On other issues, it includes a few sensible suggestions, but these are wedged between others that would make little or no difference to the status quo.

Given the expectations that have been raised by the PM’s repeated promises to put workers on boards and the increasingly broad consensus that significant reform is needed, this is a missed opportunity to create a corporate governance system that works for everyone and is fit for the 21st Century.

Workers on boards

The Green Paper has a section on strengthening the employee, customer and wider stakeholder voice. There are two main options proposed for putting this into practice: creating stakeholder advisory panels and designating non-executive directors to ‘provide an independent and clear voice for key interested groups’.

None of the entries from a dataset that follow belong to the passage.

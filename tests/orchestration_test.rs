//! 编排引擎集成测试：Mock 推理 + 进程内置 provider（行情源离线）

use std::path::Path;
use std::sync::Arc;
use std::time::Duration;

use async_trait::async_trait;

use hive::agents::reduce_decision;
use hive::config::AppConfig;
use hive::core::{
    Category, EngineBuilder, HaltReason, HiveError, MemorySessionStore, OrchestrationEngine,
    RoutingDecision, SessionStore,
};
use hive::llm::{LlmClient, LlmError, MockLlmClient};
use hive::memory::{Message, Role};
use hive::tools::builtin::{
    news_provider, plot_provider, report_provider, stock_data_provider, MarketData, NewsItem,
    PriceHistory,
};
use hive::tools::ToolProvider;

/// 行情源不可达：数据与图表 provider 走替代数据
struct OfflineMarket;

#[async_trait]
impl MarketData for OfflineMarket {
    async fn history(&self, _ticker: &str, _period: &str) -> Result<PriceHistory, String> {
        Err("connection refused".to_string())
    }

    async fn news(&self, _ticker: &str, _limit: usize) -> Result<Vec<NewsItem>, String> {
        Err("connection refused".to_string())
    }
}

/// 任何 Worker 发过言后就结束，否则派给 news_analyst
struct FinishAfterWorker;

#[async_trait]
impl LlmClient for FinishAfterWorker {
    async fn complete(&self, messages: &[Message]) -> Result<String, LlmError> {
        let worker_spoke = messages.iter().any(|m| {
            m.author
                .as_deref()
                .and_then(Category::from_agent_name)
                .is_some()
        });
        Ok(if worker_spoke { "FINISH" } else { "news_analyst" }.to_string())
    }
}

fn providers(output_dir: &Path) -> Vec<Arc<dyn ToolProvider>> {
    let market: Arc<dyn MarketData> = Arc::new(OfflineMarket);
    let stock_data: Arc<dyn ToolProvider> = Arc::new(stock_data_provider(market.clone()));
    let plot: Arc<dyn ToolProvider> = Arc::new(plot_provider(market.clone(), output_dir));
    let news: Arc<dyn ToolProvider> = Arc::new(news_provider(market));
    let report: Arc<dyn ToolProvider> = Arc::new(report_provider(output_dir));
    vec![stock_data, plot, news, report]
}

async fn engine(
    supervisor: Arc<dyn LlmClient>,
    worker: Arc<dyn LlmClient>,
    store: Arc<dyn SessionStore>,
    output_dir: &Path,
) -> OrchestrationEngine {
    EngineBuilder::new(AppConfig::default())
        .with_supervisor_llm(supervisor)
        .with_worker_llm(worker)
        .with_providers(providers(output_dir))
        .with_store(store)
        .build()
        .await
        .unwrap()
}

#[tokio::test]
async fn test_scripted_run_visits_workers_in_order() {
    let dir = tempfile::tempdir().unwrap();
    let supervisor = Arc::new(MockLlmClient::scripted([
        "data_analyst",
        "chart_specialist",
        "report_writer",
        "FINISH",
    ]));
    let worker = Arc::new(MockLlmClient::scripted([
        r#"{"tool": "get_stock_price", "args": {"ticker": "AAPL"}}"#,
        "AAPL trades at $420.69. Ready for next step",
        r#"{"tool": "create_chart", "args": {"ticker": "AAPL", "period": "3mo"}}"#,
        "Chart saved successfully",
        r#"{"tool": "save_report", "args": {"title": "AAPL Analysis", "content": "Price: $420.69"}}"#,
        "Report saved successfully",
    ]));
    let store = Arc::new(MemorySessionStore::new());
    let engine = engine(supervisor, worker, store.clone(), dir.path()).await;

    let outcome = engine
        .submit("s1", "Analyze AAPL, chart 3 months and save a report")
        .await
        .unwrap();

    assert_eq!(outcome.halt, HaltReason::Complete);
    assert_eq!(
        outcome.visited(),
        vec![Category::Data, Category::Chart, Category::Report]
    );
    // 三次派发 + 一次终止
    assert_eq!(outcome.trace.len(), 4);
    assert_eq!(outcome.state.step_count, 4);
    assert_eq!(outcome.trace[3].decision, RoutingDecision::Terminate);
    assert!(outcome.trace[3].output.is_none());

    let history = outcome.state.history();
    assert_eq!(history.len(), 8);
    assert_eq!(history[0].role, Role::User);
    assert_eq!(history[1].content, "Routing to data_analyst");
    assert!(history[1].is_from("supervisor"));
    assert!(history[2].is_from("data_analyst"));

    let chart = outcome.trace[1].output.as_ref().unwrap();
    assert!(chart.content.contains("Chart saved to"));
    let report = outcome.trace[2].output.as_ref().unwrap();
    assert!(report.content.contains("Report saved to"));

    let ctx = &outcome.state.analysis_context;
    assert_eq!(ctx["last_agent"], "report_writer");
    assert_eq!(ctx["artifacts"].as_array().unwrap().len(), 2);
    assert_eq!(ctx["simulated"], true);
    for artifact in ctx["artifacts"].as_array().unwrap() {
        assert!(Path::new(artifact.as_str().unwrap()).exists());
    }

    let saved = store.load("s1").await.unwrap().unwrap();
    assert_eq!(saved, outcome.state);
}

#[tokio::test]
async fn test_budget_halts_at_exactly_n_steps() {
    let dir = tempfile::tempdir().unwrap();
    let supervisor = Arc::new(MockLlmClient::new().with_fallback("news_analyst"));
    let worker = Arc::new(MockLlmClient::new().with_fallback("No fresh headlines."));
    let engine = engine(
        supervisor,
        worker,
        Arc::new(MemorySessionStore::new()),
        dir.path(),
    )
    .await;

    let outcome = engine.submit_with_budget("s1", "news on NVDA", 5).await.unwrap();
    assert_eq!(outcome.halt, HaltReason::StepBudgetExceeded);
    assert_eq!(outcome.trace.len(), 5);
    assert_eq!(outcome.state.step_count, 5);
    assert_eq!(outcome.visited(), vec![Category::News; 5]);
}

#[tokio::test]
async fn test_router_unavailable_preserves_progress() {
    let dir = tempfile::tempdir().unwrap();
    let supervisor = Arc::new(
        MockLlmClient::scripted(["data_analyst"])
            .then_fail(LlmError::Request("connection refused".into())),
    );
    let worker = Arc::new(MockLlmClient::scripted(["AAPL looks stable."]));
    let store = Arc::new(MemorySessionStore::new());
    let engine = engine(supervisor, worker, store.clone(), dir.path()).await;

    let outcome = engine.submit("s1", "price of AAPL").await.unwrap();
    match &outcome.halt {
        HaltReason::Error(msg) => assert!(msg.contains("connection refused")),
        other => panic!("expected error halt, got {other:?}"),
    }
    assert_eq!(outcome.trace.len(), 1);
    assert_eq!(outcome.state.history().len(), 3);
    assert_eq!(store.load("s1").await.unwrap().unwrap().step_count, 1);
}

#[tokio::test]
async fn test_unreachable_upstream_yields_flagged_substitute() {
    let dir = tempfile::tempdir().unwrap();
    let supervisor = Arc::new(MockLlmClient::scripted(["data_analyst", "finish"]));
    let worker = Arc::new(MockLlmClient::scripted([
        r#"{"tool": "get_historical_data", "args": {"ticker": "TSLA", "period": "3mo"}}"#,
        "",
    ]));
    let engine = engine(
        supervisor,
        worker,
        Arc::new(MemorySessionStore::new()),
        dir.path(),
    )
    .await;

    let outcome = engine.submit("s1", "TSLA over 3 months").await.unwrap();
    assert_eq!(outcome.halt, HaltReason::Complete);
    let msg = outcome.trace[0].output.as_ref().unwrap();
    assert!(msg.is_from("data_analyst"));
    assert!(!msg.content.trim().is_empty());
    assert!(msg.content.contains("substitute data"));
    assert_eq!(msg.structured_calls.len(), 1);
    assert!(msg.structured_calls[0].success);
    assert!(msg.structured_calls[0].simulated);
}

#[tokio::test]
async fn test_news_failure_is_narrated_and_run_proceeds() {
    let dir = tempfile::tempdir().unwrap();
    let supervisor = Arc::new(MockLlmClient::scripted(["news_analyst", "finish"]));
    let worker = Arc::new(MockLlmClient::scripted([
        r#"{"tool": "get_stock_news", "args": {"ticker": "NVDA"}}"#,
        "",
    ]));
    let engine = engine(
        supervisor,
        worker,
        Arc::new(MemorySessionStore::new()),
        dir.path(),
    )
    .await;

    let outcome = engine.submit("s1", "NVDA news").await.unwrap();
    assert_eq!(outcome.halt, HaltReason::Complete);
    let msg = outcome.trace[0].output.as_ref().unwrap();
    assert!(msg.content.contains("connection refused"));
    assert!(!msg.structured_calls[0].success);
}

#[tokio::test]
async fn test_concurrent_sessions_are_isolated() {
    let dir = tempfile::tempdir().unwrap();
    let worker = Arc::new(MockLlmClient::new().with_delay(Duration::from_millis(20)));
    let engine = engine(
        Arc::new(FinishAfterWorker),
        worker,
        Arc::new(MemorySessionStore::new()),
        dir.path(),
    )
    .await;

    let requests = vec![
        ("alpha".to_string(), "news about AAPL".to_string()),
        ("beta".to_string(), "news about TSLA".to_string()),
    ];
    let results = engine.submit_all(&requests).await;
    let alpha = results[0].as_ref().unwrap();
    let beta = results[1].as_ref().unwrap();

    assert_eq!(alpha.halt, HaltReason::Complete);
    assert_eq!(beta.halt, HaltReason::Complete);
    assert!(alpha.state.history().iter().all(|m| !m.content.contains("TSLA")));
    assert!(beta.state.history().iter().all(|m| !m.content.contains("AAPL")));
    assert_eq!(
        alpha.trace[0].output.as_ref().unwrap().content,
        "Echo from Mock: news about AAPL"
    );
}

#[tokio::test]
async fn test_same_session_rejected_while_running() {
    let dir = tempfile::tempdir().unwrap();
    let worker = Arc::new(MockLlmClient::new().with_delay(Duration::from_millis(200)));
    let engine = engine(
        Arc::new(FinishAfterWorker),
        worker,
        Arc::new(MemorySessionStore::new()),
        dir.path(),
    )
    .await;

    let (first, second) = tokio::join!(engine.submit("s1", "news about AAPL"), async {
        tokio::time::sleep(Duration::from_millis(50)).await;
        engine.submit("s1", "news about TSLA").await
    });
    assert_eq!(first.unwrap().halt, HaltReason::Complete);
    assert!(matches!(second, Err(HiveError::SessionBusy(_))));
    assert!(!engine.is_running("s1"));
}

#[tokio::test]
async fn test_cancel_abandons_in_flight_worker() {
    let dir = tempfile::tempdir().unwrap();
    let supervisor = Arc::new(MockLlmClient::new().with_fallback("data_analyst"));
    let worker = Arc::new(MockLlmClient::new().with_delay(Duration::from_secs(5)));
    let store = Arc::new(MemorySessionStore::new());
    let engine = engine(supervisor, worker, store.clone(), dir.path()).await;

    let (outcome, cancelled) = tokio::join!(engine.submit("s1", "price of AAPL"), async {
        tokio::time::sleep(Duration::from_millis(50)).await;
        engine.cancel("s1")
    });
    let outcome = outcome.unwrap();
    assert!(cancelled);
    assert_eq!(outcome.halt, HaltReason::Cancelled);
    assert_eq!(outcome.trace.len(), 1);
    assert!(outcome.trace[0].output.is_none());
    // 只有请求和路由消息，没有部分 Worker 输出
    assert_eq!(outcome.state.history().len(), 2);
    assert!(store.load("s1").await.unwrap().is_some());
    assert!(!engine.cancel("s1"));
}

#[tokio::test]
async fn test_resume_from_store_counts_budget_per_run() {
    let dir = tempfile::tempdir().unwrap();
    let store_dir = tempfile::tempdir().unwrap();
    let supervisor = Arc::new(MockLlmClient::scripted([
        "news_analyst",
        "finish",
        "finish",
    ]));
    let worker = Arc::new(MockLlmClient::scripted(["Quiet week for NVDA."]));
    let store: Arc<dyn SessionStore> = Arc::new(hive::core::FileSessionStore::new(store_dir.path()));
    let engine = engine(supervisor, worker, store.clone(), dir.path()).await;

    let first = engine.submit("user/42", "news on NVDA").await.unwrap();
    assert_eq!(first.state.step_count, 2);

    let second = engine
        .submit_with_budget("user/42", "anything else?", 1)
        .await
        .unwrap();
    assert_eq!(second.halt, HaltReason::Complete);
    assert_eq!(second.trace.len(), 1);
    assert_eq!(second.state.step_count, 3);
    let history = second.state.history();
    assert_eq!(history[0].content, "news on NVDA");
    assert!(history.iter().any(|m| m.content == "anything else?"));
    assert!(store_dir.path().join("user%2F42.json").exists());
}

#[test]
fn test_decision_reduction_examples() {
    assert_eq!(
        reduce_decision("Route to data_analyst please"),
        RoutingDecision::Route(Category::Data)
    );
    assert_eq!(reduce_decision("I think we're done"), RoutingDecision::Terminate);
}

The TUC will continue to press the government to deliver on the Prime Minister’s repeated promise to have workers represented on company boards. By which we mean workers, elected by other workers, sitting on company boards. We don’t mean people who are not workers, chosen by people who are not workers, speaking on behalf of workers, sitting on company boards. And we don’t mean workers sitting on advisory committees either.

Executive pay

The main thrust of the executive pay proposals is strengthening the existing framework of shareholder voting rights and disclosure. This is a shame, as there is a growing consensus that a more radical rethink is necessary, in particular in relation to incentive-related pay. But a few more interesting ideas have slipped in too.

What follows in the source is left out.